TEENAGERS from Oxford won a war of words yesterday to be named young poets of the year in a worldwide competition .

Esme Partridge, 16, from Oxford Spires Academy, and Dominic Hand, 18, from Magdalen College School, were named Foyle Young Poets of the Year.

They beat off 7,748 other young poets between 11 and 17 who entered from 75 countries across the world.

The pair were awarded the title at London’s Southbank Centre on National Poetry Day.

Esme, from Cowley, said: “I was over the moon when I found out. I was really, really happy and pleased.

“It was the first time I entered so I didn’t know what to expect, I just knew it was massive.”

The teenager wrote her poem, “I took God with me camping…”, after getting home from a Christian festival in August.

She added: “I just love the freedom that comes with writing poetry and the ability to express whatever you want to.

“I write about anything I am passionate about or anything that happens to me in my life. I get inspiration from all kinds of places.”

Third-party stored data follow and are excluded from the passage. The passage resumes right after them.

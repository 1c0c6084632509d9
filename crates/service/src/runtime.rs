//! Runtime environment helpers
//!
//! Thin wrapper around `common::env` to keep binary crates importing
//! `service::runtime::ensure_env` without depending directly on `common`.

use std::path::Path;

/// Ensure the directory holding collection files exists.
pub async fn ensure_env(data_dir: &Path) -> anyhow::Result<()> {
    common::env::ensure_data_dir(data_dir).await
}
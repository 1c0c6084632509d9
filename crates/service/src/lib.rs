//! Service layer for the collections API.
//! - `collection` holds the document model and the `CollectionStore` operations.
//! - `storage` abstracts where a collection's documents live (JSON files or memory).
//! - Errors are reported through a single `ServiceError` taxonomy.

pub mod errors;
pub mod runtime;
pub mod storage;
pub mod collection;
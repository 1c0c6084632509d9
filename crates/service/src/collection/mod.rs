//! Named collections of JSON documents.

pub mod document;
pub mod locks;
pub mod store;
pub mod validation;

pub use document::{parse_document_id, parse_id_list, Content, Document, DocumentInput};
pub use store::{CollectionStore, StorePolicy};
pub use validation::validate_collection_name;
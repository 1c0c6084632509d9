use serde::Serialize;

#[derive(Serialize, Debug)]
pub struct Health {
    pub status: &'static str,
}

/// Static payload returned by the root route.
#[derive(Serialize, Debug)]
pub struct ServiceInfo {
    pub service: &'static str,
    pub status: &'static str,
    pub version: &'static str,
}

impl ServiceInfo {
    pub fn new(service: &'static str, version: &'static str) -> Self {
        Self { service, status: "ok", version }
    }
}
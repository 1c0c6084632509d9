use dotenvy::dotenv;
use tracing::{error, info};
use uuid::Uuid;

fn init_logging() {
    // 提前加载 .env，使得 RUST_LOG / LOG_FORMAT 等环境变量生效
    dotenv().ok();
    common::utils::logging::init_logging_from_env();
    info!(service = "collections", event = "logger_init", "tracing subscriber initialized");
}

fn main() -> std::process::ExitCode {
    init_logging();

    let service_id = Uuid::new_v4();
    let pid = std::process::id();
    let version = env!("CARGO_PKG_VERSION");

    // Panic 钩子：捕获异常并输出错误日志，便于排查问题
    std::panic::set_hook(Box::new({
        let service_id = service_id;
        move |info| {
            error!(
                service = "collections",
                event = "panic",
                %service_id,
                pid,
                message = %info,
                "unhandled panic occurred"
            );
        }
    }));

    // 只加载一次配置（CONFIG_PATH / config.toml 存在时必须合法，否则读取环境变量）
    let cfg = match configs::AppConfig::load_and_validate() {
        Ok(cfg) => cfg,
        Err(e) => {
            error!(service = "collections", event = "config_invalid", error = %format!("{e:#}"), "invalid configuration");
            return std::process::ExitCode::FAILURE;
        }
    };
    let worker_threads = cfg.server.worker_threads;

    let mut builder = tokio::runtime::Builder::new_multi_thread();
    builder.enable_all();
    if let Some(w) = worker_threads { builder.worker_threads(w); }

    let rt = match builder.build() {
        Ok(rt) => rt,
        Err(e) => {
            error!(service = "collections", event = "runtime_build_failed", error = %e, "failed to build tokio runtime");
            return std::process::ExitCode::FAILURE;
        }
    };

    info!(
        service = "collections",
        event = "start",
        %service_id,
        pid,
        version,
        threads = worker_threads.unwrap_or_default(),
        "collections service starting"
    );

    // server::run 内部监听 Ctrl+C 并优雅停机
    rt.block_on(async move {
        match server::run(cfg).await {
            Ok(()) => {
                info!(service = "collections", event = "stop", %service_id, pid, "server stopped normally");
                std::process::ExitCode::SUCCESS
            }
            Err(e) => {
                error!(service = "collections", event = "run_failed", error = %e, "server::run returned error");
                std::process::ExitCode::FAILURE
            }
        }
    })
}
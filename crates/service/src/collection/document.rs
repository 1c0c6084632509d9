use chrono::{DateTime, Duration, Utc};
use serde::{Deserialize, Serialize};
use serde_json::{Map, Value};
use uuid::Uuid;

use crate::errors::ServiceError;

/// Client-supplied document body: always a key-value object.
pub type Content = Map<String, Value>;

/// A stored document.
///
/// `id` and `created_on` never change after creation. `sync_required` starts
/// out `true` and no store operation modifies it.
#[derive(Clone, Debug, Serialize, Deserialize, PartialEq)]
#[serde(rename_all = "camelCase")]
pub struct Document {
    pub id: Uuid,
    pub created_on: DateTime<Utc>,
    pub updated_on: DateTime<Utc>,
    pub content: Content,
    pub sync_required: bool,
}

/// Create/update payload: `{"content": {...}}`.
#[derive(Clone, Debug, Serialize, Deserialize, PartialEq)]
pub struct DocumentInput {
    pub content: Content,
}

impl Document {
    pub fn new(content: Content) -> Self {
        let now = Utc::now();
        Self {
            id: Uuid::new_v4(),
            created_on: now,
            updated_on: now,
            content,
            sync_required: true,
        }
    }

    /// Swap in new content and move `updated_on` forward.
    pub fn replace_content(&mut self, content: Content) {
        self.content = content;
        self.updated_on = next_timestamp(self.updated_on);
    }
}

/// Current time, bumped past `previous` if the clock has not advanced.
fn next_timestamp(previous: DateTime<Utc>) -> DateTime<Utc> {
    let now = Utc::now();
    if now > previous {
        now
    } else {
        previous + Duration::nanoseconds(1)
    }
}

/// Parse a document id taken from a request path.
pub fn parse_document_id(raw: &str) -> Result<Uuid, ServiceError> {
    Uuid::parse_str(raw.trim())
        .map_err(|_| ServiceError::InvalidIdentifier(format!("'{}' is not a valid document id", raw)))
}

/// Parse a comma-delimited id list. Blank and malformed entries are dropped;
/// repeated ids are kept once, in first-seen order.
pub fn parse_id_list(raw: &str) -> Vec<Uuid> {
    let mut ids: Vec<Uuid> = Vec::new();
    for id in raw.split(',').filter_map(|part| Uuid::parse_str(part.trim()).ok()) {
        if !ids.contains(&id) {
            ids.push(id);
        }
    }
    ids
}
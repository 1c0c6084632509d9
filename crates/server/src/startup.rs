use axum::Router;
use configs::AppConfig;
use tower_http::cors::CorsLayer;
use tracing::{info, warn};

use crate::routes;
use crate::state::AppState;
use service::{
    collection::{CollectionStore, StorePolicy},
    runtime,
    storage::JsonFileBackend,
};

fn build_cors() -> CorsLayer {
    CorsLayer::very_permissive()
}

/// Build the router over the file-backed store described by `cfg`.
pub async fn build_app(cfg: &AppConfig) -> anyhow::Result<Router> {
    runtime::ensure_env(&cfg.storage.data_dir).await?;

    // 每个集合持久化为 data_dir 下的一个 JSON 文件
    let backend = JsonFileBackend::new(cfg.storage.data_dir.clone()).await?;
    let store = CollectionStore::new(backend, StorePolicy { auto_create: cfg.storage.auto_create });
    let state = AppState::new(store);

    Ok(routes::build_router(state, build_cors(), &cfg.server.base_path))
}

async fn shutdown_signal() {
    if let Err(e) = tokio::signal::ctrl_c().await {
        warn!(error = %e, "failed to listen for Ctrl+C");
        std::future::pending::<()>().await;
    }
    info!("shutdown signal received, draining connections");
}

/// Public entry: build the app and run the HTTP server until Ctrl+C.
/// Logging and config loading are the caller's job.
pub async fn run(cfg: AppConfig) -> anyhow::Result<()> {
    let app = build_app(&cfg).await?;

    // Bind and serve
    let listener = tokio::net::TcpListener::bind((cfg.server.host.as_str(), cfg.server.port)).await?;
    let addr = listener.local_addr()?;
    info!(
        %addr,
        base_path = %cfg.server.base_path,
        data_dir = %cfg.storage.data_dir.display(),
        auto_create = cfg.storage.auto_create,
        "starting collections server"
    );
    axum::serve(listener, app)
        .with_graceful_shutdown(shutdown_signal())
        .await?;
    info!("server stopped");
    Ok(())
}
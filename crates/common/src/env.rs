//! Environment/runtime helpers
//!
//! Sanity checks to ensure expected directories exist at startup.

use std::path::Path;

use tracing::{info, warn};

/// Ensure the data directory exists and is a directory.
pub async fn ensure_data_dir(data_dir: &Path) -> anyhow::Result<()> {
    match tokio::fs::metadata(data_dir).await {
        Ok(meta) if meta.is_dir() => Ok(()),
        Ok(_) => Err(anyhow::anyhow!("{} exists but is not a directory", data_dir.display())),
        Err(_) => {
            warn!(data_dir = %data_dir.display(), "data directory not found; creating it");
            tokio::fs::create_dir_all(data_dir)
                .await
                .map_err(|e| anyhow::anyhow!("cannot create {}: {e}", data_dir.display()))?;
            info!(data_dir = %data_dir.display(), "data directory created");
            Ok(())
        }
    }
}
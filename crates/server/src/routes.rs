use axum::{
    routing::get,
    Json, Router,
};
use tower_http::{
    cors::CorsLayer,
    trace::{TraceLayer, DefaultMakeSpan, DefaultOnRequest, DefaultOnResponse, DefaultOnFailure},
};
use tracing::Level;
use utoipa::OpenApi;

use common::types::{Health, ServiceInfo};

use crate::openapi::ApiDoc;
use crate::state::AppState;

pub mod collections;
pub mod documents;

#[utoipa::path(get, path = "/", tag = "health", responses((status = 200, description = "Service info", body = crate::openapi::ServiceInfoResponse)))]
pub async fn root() -> Json<ServiceInfo> {
    Json(ServiceInfo::new("collections", env!("CARGO_PKG_VERSION")))
}

#[utoipa::path(get, path = "/health", tag = "health", responses((status = 200, description = "OK", body = crate::openapi::HealthResponse)))]
pub async fn health() -> Json<Health> {
    Json(Health { status: "ok" })
}

async fn openapi_json() -> Json<utoipa::openapi::OpenApi> {
    Json(ApiDoc::openapi())
}

/// Collection and document routes, relative to the mount prefix.
fn collection_routes() -> Router<AppState> {
    Router::new()
        .route("/collections", get(collections::list_collections))
        .route(
            "/collections/:name",
            axum::routing::post(collections::create_collection).delete(collections::delete_collection),
        )
        .route(
            "/collections/:name/documents",
            get(documents::list_documents).post(documents::create_document),
        )
        .route(
            "/collections/:name/documents/",
            get(documents::list_documents).post(documents::create_document),
        )
        .route("/collections/:name/documents/bulk", axum::routing::delete(documents::bulk_delete_documents))
        .route(
            "/collections/:name/documents/:id",
            get(documents::get_document)
                .put(documents::update_document)
                .delete(documents::delete_document),
        )
}

/// Build the full application router. Collection routes are mounted under
/// `base_path` (`""` mounts them at the root).
pub fn build_router(state: AppState, cors: CorsLayer, base_path: &str) -> Router {
    // Public routes (info + health + docs)
    let public = Router::new()
        .route("/", get(root))
        .route("/health", get(health))
        .route("/api-docs/openapi.json", get(openapi_json));

    let api = if base_path.is_empty() {
        collection_routes()
    } else {
        Router::new().nest(base_path, collection_routes())
    };

    // Compose
    public
        .merge(api)
        .with_state(state)
        .layer(cors)
        .layer(
            TraceLayer::new_for_http()
                // 每次请求创建 span，包含方法和路径等，日志级别为 INFO
                .make_span_with(
                    DefaultMakeSpan::new()
                        .level(Level::INFO)
                        .include_headers(false),
                )
                .on_request(
                    DefaultOnRequest::new()
                        .level(Level::INFO),
                )
                // 响应返回时打点，包含状态码与耗时
                .on_response(
                    DefaultOnResponse::new()
                        .level(Level::INFO)
                        .include_headers(false),
                )
                // 失败（5xx 等）时以 ERROR 记录
                .on_failure(
                    DefaultOnFailure::new()
                        .level(Level::ERROR),
                )
        )
}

Esme and Dominic won a week’s poetry writing course in February and membership of the Poetry Society as part of the prize.

Dominic, from Iffley, said: “I was quite surprised when I found out I won but it was something I hoped for. It is such a platform for getting published in the future.

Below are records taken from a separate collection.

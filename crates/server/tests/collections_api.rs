use std::sync::Arc;

use axum::body::Body;
use axum::http::{Request, StatusCode};
use axum::Router;
use chrono::{DateTime, Utc};
use serde_json::{json, Value};
use service::collection::{CollectionStore, StorePolicy};
use service::storage::InMemoryBackend;
use tower::ServiceExt;
use uuid::Uuid;

use server::routes;
use server::state::AppState;

fn cors() -> tower_http::cors::CorsLayer { tower_http::cors::CorsLayer::very_permissive() }

fn build_app(policy: StorePolicy, base_path: &str) -> Router {
    let store = CollectionStore::new(Arc::new(InMemoryBackend::new()), policy);
    routes::build_router(AppState::new(store), cors(), base_path)
}

fn app() -> Router {
    build_app(StorePolicy::default(), "")
}

async fn send(app: &Router, method: &str, uri: &str, body: Option<Value>) -> anyhow::Result<(StatusCode, Value)> {
    let builder = Request::builder().method(method).uri(uri);
    let req = match body {
        Some(v) => builder
            .header("content-type", "application/json")
            .body(Body::from(serde_json::to_vec(&v)?))?,
        None => builder.body(Body::empty())?,
    };
    let resp = app.clone().oneshot(req).await?;
    let status = resp.status();
    let bytes = axum::body::to_bytes(resp.into_body(), usize::MAX).await?;
    let value = if bytes.is_empty() { Value::Null } else { serde_json::from_slice(&bytes)? };
    Ok((status, value))
}

fn timestamp(v: &Value) -> DateTime<Utc> {
    v.as_str().and_then(|s| s.parse().ok()).expect("rfc3339 timestamp")
}

#[tokio::test]
async fn root_and_health() -> anyhow::Result<()> {
    let app = app();
    let (status, body) = send(&app, "GET", "/", None).await?;
    assert_eq!(status, StatusCode::OK);
    assert_eq!(body["status"], "ok");
    assert_eq!(body["service"], "collections");

    let (status, body) = send(&app, "GET", "/health", None).await?;
    assert_eq!(status, StatusCode::OK);
    assert_eq!(body["status"], "ok");
    Ok(())
}

#[tokio::test]
async fn openapi_document_is_served() -> anyhow::Result<()> {
    let (status, body) = send(&app(), "GET", "/api-docs/openapi.json", None).await?;
    assert_eq!(status, StatusCode::OK);
    assert!(body["paths"]["/collections/{name}/documents/{id}"].is_object());
    Ok(())
}

#[tokio::test]
async fn orders_scenario() -> anyhow::Result<()> {
    let app = app();

    let (status, body) = send(&app, "POST", "/collections/orders", None).await?;
    assert_eq!(status, StatusCode::OK);
    assert!(body["message"].as_str().unwrap_or_default().contains("orders"));

    let (status, body) = send(&app, "POST", "/collections/orders/documents/", Some(json!({"content": {"item": "pen"}}))).await?;
    assert_eq!(status, StatusCode::OK);
    let created = body["data"].clone();
    assert_eq!(created["syncRequired"], true);
    assert_eq!(created["content"], json!({"item": "pen"}));
    assert_eq!(created["createdOn"], created["updatedOn"]);
    let id = created["id"].as_str().expect("id").to_string();
    assert!(Uuid::parse_str(&id).is_ok());

    let uri = format!("/collections/orders/documents/{id}");
    let (status, body) = send(&app, "PUT", &uri, Some(json!({"content": {"item": "pencil"}}))).await?;
    assert_eq!(status, StatusCode::OK);
    let updated = body["data"].clone();
    assert_eq!(updated["id"], created["id"]);
    assert_eq!(updated["createdOn"], created["createdOn"]);
    assert_eq!(updated["syncRequired"], true);
    assert!(timestamp(&updated["updatedOn"]) > timestamp(&created["updatedOn"]));

    let (status, body) = send(&app, "GET", &uri, None).await?;
    assert_eq!(status, StatusCode::OK);
    assert_eq!(body["data"]["content"], json!({"item": "pencil"}));

    let (status, _) = send(&app, "DELETE", &uri, None).await?;
    assert_eq!(status, StatusCode::OK);

    let (status, body) = send(&app, "GET", &uri, None).await?;
    assert_eq!(status, StatusCode::NOT_FOUND);
    assert_eq!(body["error"], "Not Found");
    Ok(())
}

#[tokio::test]
async fn duplicate_collection_is_rejected() -> anyhow::Result<()> {
    let app = app();
    let (status, _) = send(&app, "POST", "/collections/orders", None).await?;
    assert_eq!(status, StatusCode::OK);
    let (status, body) = send(&app, "POST", "/collections/orders", None).await?;
    assert_eq!(status, StatusCode::BAD_REQUEST);
    assert_eq!(body["error"], "Already Exists");

    let (status, body) = send(&app, "GET", "/collections", None).await?;
    assert_eq!(status, StatusCode::OK);
    assert_eq!(body["data"], json!(["orders"]));
    Ok(())
}

#[tokio::test]
async fn unsafe_collection_name_is_rejected() -> anyhow::Result<()> {
    let (status, body) = send(&app(), "POST", "/collections/orders.json", None).await?;
    assert_eq!(status, StatusCode::BAD_REQUEST);
    assert_eq!(body["error"], "Validation Error");
    Ok(())
}

#[tokio::test]
async fn malformed_ids_are_client_errors() -> anyhow::Result<()> {
    let app = app();
    for method in ["GET", "DELETE"] {
        let (status, body) = send(&app, method, "/collections/orders/documents/not-a-uuid", None).await?;
        assert_eq!(status, StatusCode::BAD_REQUEST, "{method}");
        assert_eq!(body["error"], "Invalid Identifier");
    }
    let (status, _) = send(&app, "PUT", "/collections/orders/documents/123", Some(json!({"content": {}}))).await?;
    assert_eq!(status, StatusCode::BAD_REQUEST);

    // rejected before the store is touched, so nothing was auto-created
    let (status, body) = send(&app, "GET", "/collections", None).await?;
    assert_eq!(status, StatusCode::OK);
    assert_eq!(body["data"], json!([]));
    Ok(())
}

#[tokio::test]
async fn bulk_route_only_accepts_delete() -> anyhow::Result<()> {
    let app = app();
    let (status, _) = send(&app, "GET", "/collections/orders/documents/bulk", None).await?;
    assert_eq!(status, StatusCode::METHOD_NOT_ALLOWED);
    let (status, _) = send(&app, "PUT", "/collections/orders/documents/bulk", Some(json!({"content": {}}))).await?;
    assert_eq!(status, StatusCode::METHOD_NOT_ALLOWED);

    let (_, body) = send(&app, "GET", "/collections", None).await?;
    assert_eq!(body["data"], json!([]));
    Ok(())
}

#[tokio::test]
async fn unknown_document_is_not_found() -> anyhow::Result<()> {
    let app = app();
    let uri = format!("/collections/orders/documents/{}", Uuid::new_v4());
    for (method, body) in [("GET", None), ("PUT", Some(json!({"content": {"a": 1}}))), ("DELETE", None)] {
        let (status, _) = send(&app, method, &uri, body).await?;
        assert_eq!(status, StatusCode::NOT_FOUND, "{method}");
    }
    Ok(())
}

#[tokio::test]
async fn content_must_be_an_object() -> anyhow::Result<()> {
    let app = app();
    let (status, body) = send(&app, "POST", "/collections/orders/documents/", Some(json!({"content": [1, 2]}))).await?;
    assert_eq!(status, StatusCode::UNPROCESSABLE_ENTITY);
    assert_eq!(body["error"], "Invalid Body");

    let (status, _) = send(&app, "POST", "/collections/orders/documents/", Some(json!({"item": "pen"}))).await?;
    assert_eq!(status, StatusCode::UNPROCESSABLE_ENTITY);
    Ok(())
}

#[tokio::test]
async fn documents_route_accepts_both_slash_forms() -> anyhow::Result<()> {
    let app = app();
    let (status, _) = send(&app, "POST", "/collections/orders/documents", Some(json!({"content": {"n": 1}}))).await?;
    assert_eq!(status, StatusCode::OK);
    let (status, _) = send(&app, "POST", "/collections/orders/documents/", Some(json!({"content": {"n": 2}}))).await?;
    assert_eq!(status, StatusCode::OK);

    let (status, with_slash) = send(&app, "GET", "/collections/orders/documents/", None).await?;
    assert_eq!(status, StatusCode::OK);
    let (_, without_slash) = send(&app, "GET", "/collections/orders/documents", None).await?;
    assert_eq!(with_slash, without_slash);
    let docs = with_slash.as_array().expect("array");
    assert_eq!(docs.len(), 2);
    assert_eq!(docs[0]["content"], json!({"n": 1}));
    assert_eq!(docs[1]["content"], json!({"n": 2}));
    for doc in docs {
        let keys: Vec<&String> = doc.as_object().expect("object").keys().collect();
        assert_eq!(keys.len(), 5);
    }
    Ok(())
}

#[tokio::test]
async fn bulk_delete_counts_existing_ids() -> anyhow::Result<()> {
    let app = app();
    let mut ids = Vec::new();
    for n in 0..3 {
        let (_, body) = send(&app, "POST", "/collections/orders/documents/", Some(json!({"content": {"n": n}}))).await?;
        ids.push(body["data"]["id"].as_str().expect("id").to_string());
    }
    let uri = format!(
        "/collections/orders/documents/bulk?ids={},{},bogus,{}",
        ids[0],
        ids[1],
        Uuid::new_v4()
    );
    let (status, body) = send(&app, "DELETE", &uri, None).await?;
    assert_eq!(status, StatusCode::OK);
    assert_eq!(body["Deleted"], 2);

    let (_, body) = send(&app, "GET", "/collections/orders/documents/", None).await?;
    let remaining: Vec<&str> = body.as_array().expect("array").iter().filter_map(|d| d["id"].as_str()).collect();
    assert_eq!(remaining, vec![ids[2].as_str()]);

    let (status, body) = send(&app, "DELETE", "/collections/orders/documents/bulk", None).await?;
    assert_eq!(status, StatusCode::BAD_REQUEST);
    assert_eq!(body["error"], "Invalid Query");
    Ok(())
}

#[tokio::test]
async fn delete_collection_then_list() -> anyhow::Result<()> {
    let app = app();
    send(&app, "POST", "/collections/orders", None).await?;
    send(&app, "POST", "/collections/users", None).await?;

    let (status, _) = send(&app, "DELETE", "/collections/orders", None).await?;
    assert_eq!(status, StatusCode::OK);
    let (_, body) = send(&app, "GET", "/collections", None).await?;
    assert_eq!(body["data"], json!(["users"]));

    let (status, body) = send(&app, "DELETE", "/collections/orders", None).await?;
    assert_eq!(status, StatusCode::NOT_FOUND);
    assert!(body["detail"].as_str().unwrap_or_default().contains("collection"));
    Ok(())
}

#[tokio::test]
async fn strict_policy_requires_existing_collection() -> anyhow::Result<()> {
    let app = build_app(StorePolicy { auto_create: false }, "");
    let (status, body) = send(&app, "POST", "/collections/orders/documents/", Some(json!({"content": {}}))).await?;
    assert_eq!(status, StatusCode::NOT_FOUND);
    assert!(body["detail"].as_str().unwrap_or_default().contains("collection"));
    let (status, _) = send(&app, "GET", "/collections/orders/documents/", None).await?;
    assert_eq!(status, StatusCode::NOT_FOUND);
    let (_, body) = send(&app, "GET", "/collections", None).await?;
    assert_eq!(body["data"], json!([]));

    send(&app, "POST", "/collections/orders", None).await?;
    let (status, _) = send(&app, "POST", "/collections/orders/documents/", Some(json!({"content": {}}))).await?;
    assert_eq!(status, StatusCode::OK);
    Ok(())
}

#[tokio::test]
async fn routes_mount_under_base_path() -> anyhow::Result<()> {
    let app = build_app(StorePolicy::default(), "/domo/datastores/v1");
    let (status, _) = send(&app, "POST", "/domo/datastores/v1/collections/orders", None).await?;
    assert_eq!(status, StatusCode::OK);
    let (status, body) = send(&app, "GET", "/domo/datastores/v1/collections", None).await?;
    assert_eq!(status, StatusCode::OK);
    assert_eq!(body["data"], json!(["orders"]));

    let (status, _) = send(&app, "GET", "/collections", None).await?;
    assert_eq!(status, StatusCode::NOT_FOUND);
    // info and health stay at the root
    let (status, _) = send(&app, "GET", "/health", None).await?;
    assert_eq!(status, StatusCode::OK);
    Ok(())
}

“Poetry is what I want to do with my life, so whenever I have a moment I write. I have never had any blank stage yet.

“For me poetry always starts with an image or a line of music which comes to you from somewhere unexpected. “They really stay with you, which you craft poetry around.”

Dominic based his poem, “An Interior Scene”, on a painting by 17th century Dutch painter Pieter de Hooch.

Rather than writing a poem for the competition he picked one he had already written that he thought was suited to it.

Dominic is hoping to study English Literature at Oxford University’s New College and work as a poet.

 

Dominic's poem

An Interior Scene
Pieter de Hooch, Mother Lacing Her Bodice beside a Cradle, 1659-60
How lines structure these receding rooms – their polished floors and divided halls –
is how light fractures in their passages.
Apertures divide the corridors:
every angle strung to a balanced hold.
A mother sits enclosed by the shade,
before a curtain fringed with
copper light:
her hand poised, threading a lace,
over an empty cradle.
The pictures on the walls
withdraw into their muted scenes.
She has not seen that the evening
is arriving, that the candle
on the table has burnt out.
Taken by symmetries, we wait
at the point of movement.
Her child in the distance,
in a flood of light – already gone
into the next room – drawn
by the open door, ready to depart.

 

Esme's poem

I took God with me camping...
I took God with me camping.
Here God – this is a tent.
It leaks;
round raindrops soak our bedclothes
and we wake up with wet toes.
This is my dominant friend,
ordering the poles,
when she doesn’t know what the hell she is doing.
You made her God.
These are my wellies.
Thank you for the gift of these
and for the provision of money to buy them.
When I camp, they are
(dare I say it) a God-send.
God, these are portaloos.
They are crap.
Yesterday’s grass stains, mud clumps
and only you know what else,
litter the hollow floor.
God, this is a zip.
It is the only thing standing
between a thief and the contents of my purse.
My dominant friend declares,
with hands on hips,
she knows who did it.
She has no more clue
than the rest of us penniless sods
staring down at open suitcases.
But someone did it God.
They are one of six thousand
on this campsite,
spending my change on doughnuts and coke.
‘The Prodigal Son’ springs to mind,
but God, that lesson
is one of the hardest to learn.
Besides, forgiveness is not one
of the ten commandments and
Thou Shalt Not Steal
is number 8.
I know you didn’t make our tent,
the loos or zips...
but why did you make all this rain?
Even my dominant friend
calls on you God
when she sees the state of the sky.
But now it is eleven pm
and the dark that you called night.
This is a thermos flask:
hot chocolate – would you like to taste?
This is a woolly hat, a hoodie,
wellies that I haven’t removed
since Thursday.
These are four folding chairs,
arranged in a neat circle.
And above us, God, are all your stars.